(Excerpts from a dataset)

--- START ---

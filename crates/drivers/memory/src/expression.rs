//! A small expression language over JSON values.
//!
//! ```text
//! expr    := or
//! or      := and ("||" and)*
//! and     := cmp ("&&" cmp)*
//! cmp     := add (("==" | "!=" | "<" | "<=" | ">" | ">=") add)?
//! add     := mul (("+" | "-") mul)*
//! mul     := unary (("*" | "/" | "%") unary)*
//! unary   := ("!" | "-") unary | postfix
//! postfix := primary ("." ident | "[" expr "]")*
//! primary := number | string | "true" | "false" | "null" | ident
//!          | "(" expr ")" | "[" (expr ("," expr)*)? "]"
//! ```
//!
//! Unknown variables are an error; missing fields and indices yield `null`.

use arbor_ports::{ExpressionEvaluator, PortsError};
use serde_json::{Map, Number, Value};

/// Stateless evaluator for the grammar above.
#[derive(Debug, Clone, Copy, Default)]
pub struct SimpleEvaluator;

impl SimpleEvaluator {
    /// Create an evaluator.
    #[must_use]
    pub fn new() -> Self {
        Self
    }
}

impl ExpressionEvaluator for SimpleEvaluator {
    fn evaluate(&self, expression: &str, bindings: &Map<String, Value>) -> Result<Value, PortsError> {
        let tokens = tokenize(expression).map_err(|msg| PortsError::expression(expression, msg))?;
        let mut parser = Parser {
            tokens,
            pos: 0,
            bindings,
        };
        let value = parser
            .expr()
            .map_err(|msg| PortsError::expression(expression, msg))?;
        if parser.pos != parser.tokens.len() {
            return Err(PortsError::expression(
                expression,
                format!("unexpected {:?}", parser.tokens[parser.pos]),
            ));
        }
        Ok(value)
    }
}

#[derive(Debug, Clone, PartialEq)]
enum Token {
    Number(Number),
    Str(String),
    Ident(String),
    Op(&'static str),
}

const OPERATORS: [&str; 20] = [
    "==", "!=", "<=", ">=", "&&", "||", "<", ">", "!", "+", "-", "*", "/", "%", "(", ")", "[", "]",
    ".", ",",
];

fn tokenize(input: &str) -> Result<Vec<Token>, String> {
    let chars: Vec<char> = input.chars().collect();
    let mut tokens = Vec::new();
    let mut i = 0;
    while i < chars.len() {
        let c = chars[i];
        if c.is_whitespace() {
            i += 1;
        } else if c.is_ascii_digit() {
            let start = i;
            while i < chars.len() && (chars[i].is_ascii_digit() || chars[i] == '.') {
                i += 1;
            }
            let text: String = chars[start..i].iter().collect();
            let number = if text.contains('.') {
                text.parse::<f64>()
                    .ok()
                    .and_then(Number::from_f64)
                    .ok_or_else(|| format!("bad number `{text}`"))?
            } else {
                text.parse::<i64>()
                    .map(Number::from)
                    .map_err(|_| format!("bad number `{text}`"))?
            };
            tokens.push(Token::Number(number));
        } else if c == '"' || c == '\'' {
            let quote = c;
            i += 1;
            let mut text = String::new();
            loop {
                let Some(&ch) = chars.get(i) else {
                    return Err("unterminated string".into());
                };
                i += 1;
                match ch {
                    '\\' => {
                        let escaped = chars.get(i).ok_or("unterminated escape")?;
                        i += 1;
                        text.push(match escaped {
                            'n' => '\n',
                            't' => '\t',
                            other => *other,
                        });
                    }
                    ch if ch == quote => break,
                    ch => text.push(ch),
                }
            }
            tokens.push(Token::Str(text));
        } else if c.is_alphabetic() || c == '_' || c == '$' {
            let start = i;
            while i < chars.len() && (chars[i].is_alphanumeric() || chars[i] == '_' || chars[i] == '$') {
                i += 1;
            }
            tokens.push(Token::Ident(chars[start..i].iter().collect()));
        } else {
            let rest: String = chars[i..chars.len().min(i + 2)].iter().collect();
            let op = OPERATORS
                .iter()
                .find(|op| rest.starts_with(**op))
                .ok_or_else(|| format!("unexpected character `{c}`"))?;
            i += op.len();
            tokens.push(Token::Op(*op));
        }
    }
    Ok(tokens)
}

struct Parser<'a> {
    tokens: Vec<Token>,
    pos: usize,
    bindings: &'a Map<String, Value>,
}

type Eval = Result<Value, String>;

impl Parser<'_> {
    fn peek_op(&self) -> Option<&'static str> {
        match self.tokens.get(self.pos) {
            Some(Token::Op(op)) => Some(*op),
            _ => None,
        }
    }

    fn eat(&mut self, op: &str) -> bool {
        if self.peek_op() == Some(op) {
            self.pos += 1;
            true
        } else {
            false
        }
    }

    fn expect(&mut self, op: &str) -> Result<(), String> {
        if self.eat(op) {
            Ok(())
        } else {
            Err(format!("expected `{op}`"))
        }
    }

    fn expr(&mut self) -> Eval {
        self.or()
    }

    fn or(&mut self) -> Eval {
        let mut left = self.and()?;
        while self.eat("||") {
            let right = self.and()?;
            left = Value::Bool(truthy(&left) || truthy(&right));
        }
        Ok(left)
    }

    fn and(&mut self) -> Eval {
        let mut left = self.cmp()?;
        while self.eat("&&") {
            let right = self.cmp()?;
            left = Value::Bool(truthy(&left) && truthy(&right));
        }
        Ok(left)
    }

    fn cmp(&mut self) -> Eval {
        let left = self.add()?;
        let Some(op) = self.peek_op() else {
            return Ok(left);
        };
        if !matches!(op, "==" | "!=" | "<" | "<=" | ">" | ">=") {
            return Ok(left);
        }
        self.pos += 1;
        let right = self.add()?;
        let result = match op {
            "==" => loosely_equal(&left, &right),
            "!=" => !loosely_equal(&left, &right),
            _ => {
                let ordering = compare(&left, &right)
                    .ok_or_else(|| format!("cannot compare {left} and {right}"))?;
                match op {
                    "<" => ordering.is_lt(),
                    "<=" => ordering.is_le(),
                    ">" => ordering.is_gt(),
                    _ => ordering.is_ge(),
                }
            }
        };
        Ok(Value::Bool(result))
    }

    fn add(&mut self) -> Eval {
        let mut left = self.mul()?;
        loop {
            if self.eat("+") {
                let right = self.mul()?;
                left = match (&left, &right) {
                    (Value::String(a), b) => Value::String(format!("{a}{}", display(b))),
                    (a, Value::String(b)) => Value::String(format!("{}{b}", display(a))),
                    _ => arithmetic(&left, &right, "+")?,
                };
            } else if self.eat("-") {
                let right = self.mul()?;
                left = arithmetic(&left, &right, "-")?;
            } else {
                return Ok(left);
            }
        }
    }

    fn mul(&mut self) -> Eval {
        let mut left = self.unary()?;
        loop {
            let op = match self.peek_op() {
                Some(op @ ("*" | "/" | "%")) => op,
                _ => return Ok(left),
            };
            self.pos += 1;
            let right = self.unary()?;
            left = arithmetic(&left, &right, op)?;
        }
    }

    fn unary(&mut self) -> Eval {
        if self.eat("!") {
            let value = self.unary()?;
            return Ok(Value::Bool(!truthy(&value)));
        }
        if self.eat("-") {
            let value = self.unary()?;
            return arithmetic(&Value::from(0), &value, "-");
        }
        self.postfix()
    }

    fn postfix(&mut self) -> Eval {
        let mut value = self.primary()?;
        loop {
            if self.eat(".") {
                let Some(Token::Ident(field)) = self.tokens.get(self.pos).cloned() else {
                    return Err("expected field name after `.`".into());
                };
                self.pos += 1;
                value = value.get(&field).cloned().unwrap_or(Value::Null);
            } else if self.eat("[") {
                let index = self.expr()?;
                self.expect("]")?;
                value = match (&value, &index) {
                    (Value::Array(items), Value::Number(n)) => n
                        .as_u64()
                        .and_then(|i| items.get(i as usize).cloned())
                        .unwrap_or(Value::Null),
                    (Value::Object(map), Value::String(key)) => {
                        map.get(key).cloned().unwrap_or(Value::Null)
                    }
                    _ => Value::Null,
                };
            } else {
                return Ok(value);
            }
        }
    }

    fn primary(&mut self) -> Eval {
        let token = self
            .tokens
            .get(self.pos)
            .cloned()
            .ok_or("unexpected end of expression")?;
        self.pos += 1;
        match token {
            Token::Number(n) => Ok(Value::Number(n)),
            Token::Str(s) => Ok(Value::String(s)),
            Token::Ident(name) => match name.as_str() {
                "true" => Ok(Value::Bool(true)),
                "false" => Ok(Value::Bool(false)),
                "null" => Ok(Value::Null),
                _ => self
                    .bindings
                    .get(&name)
                    .cloned()
                    .ok_or_else(|| format!("undefined variable `{name}`")),
            },
            Token::Op("(") => {
                let value = self.expr()?;
                self.expect(")")?;
                Ok(value)
            }
            Token::Op("[") => {
                let mut items = Vec::new();
                if !self.eat("]") {
                    loop {
                        items.push(self.expr()?);
                        if self.eat("]") {
                            break;
                        }
                        self.expect(",")?;
                    }
                }
                Ok(Value::Array(items))
            }
            Token::Op(op) => Err(format!("unexpected `{op}`")),
        }
    }
}

fn truthy(value: &Value) -> bool {
    match value {
        Value::Null => false,
        Value::Bool(b) => *b,
        Value::Number(n) => n.as_f64().is_some_and(|f| f != 0.0),
        Value::String(s) => !s.is_empty(),
        Value::Array(a) => !a.is_empty(),
        Value::Object(_) => true,
    }
}

fn display(value: &Value) -> String {
    match value {
        Value::String(s) => s.clone(),
        other => other.to_string(),
    }
}

fn loosely_equal(a: &Value, b: &Value) -> bool {
    match (a, b) {
        (Value::Number(x), Value::Number(y)) => x.as_f64() == y.as_f64(),
        _ => a == b,
    }
}

fn compare(a: &Value, b: &Value) -> Option<std::cmp::Ordering> {
    match (a, b) {
        (Value::Number(x), Value::Number(y)) => x.as_f64()?.partial_cmp(&y.as_f64()?),
        (Value::String(x), Value::String(y)) => Some(x.cmp(y)),
        _ => None,
    }
}

fn arithmetic(a: &Value, b: &Value, op: &str) -> Eval {
    let (Value::Number(x), Value::Number(y)) = (a, b) else {
        return Err(format!("`{op}` needs numbers, got {a} and {b}"));
    };
    if let (Some(x), Some(y)) = (x.as_i64(), y.as_i64()) {
        let result = match op {
            "+" => x.checked_add(y),
            "-" => x.checked_sub(y),
            "*" => x.checked_mul(y),
            "/" if y == 0 => return Err("division by zero".into()),
            "/" if x.checked_rem(y) == Some(0) => x.checked_div(y),
            "/" => return Ok(float(x as f64 / y as f64)),
            "%" if y == 0 => return Err("division by zero".into()),
            _ => x.checked_rem(y),
        };
        return result
            .map(Value::from)
            .ok_or_else(|| "integer overflow".to_owned());
    }
    let (x, y) = (x.as_f64().unwrap_or(f64::NAN), y.as_f64().unwrap_or(f64::NAN));
    Ok(float(match op {
        "+" => x + y,
        "-" => x - y,
        "*" => x * y,
        "/" => x / y,
        _ => x % y,
    }))
}

fn float(value: f64) -> Value {
    Number::from_f64(value).map_or(Value::Null, Value::Number)
}
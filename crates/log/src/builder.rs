//! Logger builder.

use tracing_subscriber::layer::{Layered, SubscriberExt};
use tracing_subscriber::util::SubscriberInitExt;
use tracing_subscriber::{EnvFilter, Layer, Registry, fmt};

use crate::config::{Config, DisplayConfig, Format, Writer};
use crate::error::{LogError, LogResult};

type Filtered = Layered<EnvFilter, Registry>;
type BoxedLayer = Box<dyn Layer<Filtered> + Send + Sync>;

/// Logger builder.
#[derive(Debug)]
pub struct LoggerBuilder {
    config: Config,
}

/// Keeps the logger's root span entered for its lifetime.
#[derive(Debug)]
pub struct LoggerGuard {
    _root_span: Option<tracing::span::EnteredSpan>,
}

macro_rules! with_writer {
    ($layer:expr, $writer:expr) => {
        match $writer {
            Writer::Stdout => $layer.with_writer(std::io::stdout).boxed(),
            Writer::Stderr => $layer.with_writer(std::io::stderr).boxed(),
            Writer::Test => $layer.with_test_writer().boxed(),
        }
    };
}

fn fmt_layer(format: Format, display: &DisplayConfig, writer: Writer) -> BoxedLayer {
    let base = fmt::layer()
        .with_ansi(display.colors)
        .with_target(display.target)
        .with_file(display.source)
        .with_line_number(display.source)
        .with_thread_ids(display.thread_ids);
    match (format, display.time) {
        (Format::Pretty, true) => with_writer!(base.pretty(), writer),
        (Format::Pretty, false) => with_writer!(base.pretty().without_time(), writer),
        (Format::Compact, true) => with_writer!(base.compact(), writer),
        (Format::Compact, false) => with_writer!(base.compact().without_time(), writer),
        (Format::Json, true) => with_writer!(base.json(), writer),
        (Format::Json, false) => with_writer!(base.json().without_time(), writer),
    }
}

impl LoggerBuilder {
    /// Create builder from config.
    #[must_use]
    pub fn from_config(config: Config) -> Self {
        Self { config }
    }

    /// Install the global subscriber.
    ///
    /// Fails when the filter directive does not parse or a global
    /// subscriber is already installed.
    pub fn build(self) -> LogResult<LoggerGuard> {
        let filter = EnvFilter::try_new(&self.config.level)
            .map_err(|e| LogError::Filter(format!("{}: {e}", self.config.level)))?;

        Registry::default()
            .with(filter)
            .with(fmt_layer(self.config.format, &self.config.display, self.config.writer))
            .try_init()
            .map_err(|e| LogError::AlreadyInitialized(e.to_string()))?;

        let root_span = self
            .config
            .service
            .as_deref()
            .map(|service| tracing::info_span!("app", service).entered());

        Ok(LoggerGuard {
            _root_span: root_span,
        })
    }
}

#[cfg(test)]
mod tests {
    use super::*;

    #[test]
    fn bad_filter_is_rejected_before_install() {
        let err = LoggerBuilder::from_config(Config::test().with_level("arbor=verbose"))
            .build()
            .unwrap_err();
        assert!(matches!(err, LogError::Filter(_)));
    }

    #[test]
    fn init_test_is_idempotent() {
        crate::init_test();
        crate::init_test();
        tracing::debug!("logged through the test writer");
        let err = LoggerBuilder::from_config(Config::test()).build().unwrap_err();
        assert!(matches!(err, LogError::AlreadyInitialized(_)));
    }
}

--- END ---

» Problem statement
Please find each line in the records above that holds the word "OPERATORS", and copy it.

» Answer section
const OPERATORS: [&str; 20] = [
            let op = OPERATORS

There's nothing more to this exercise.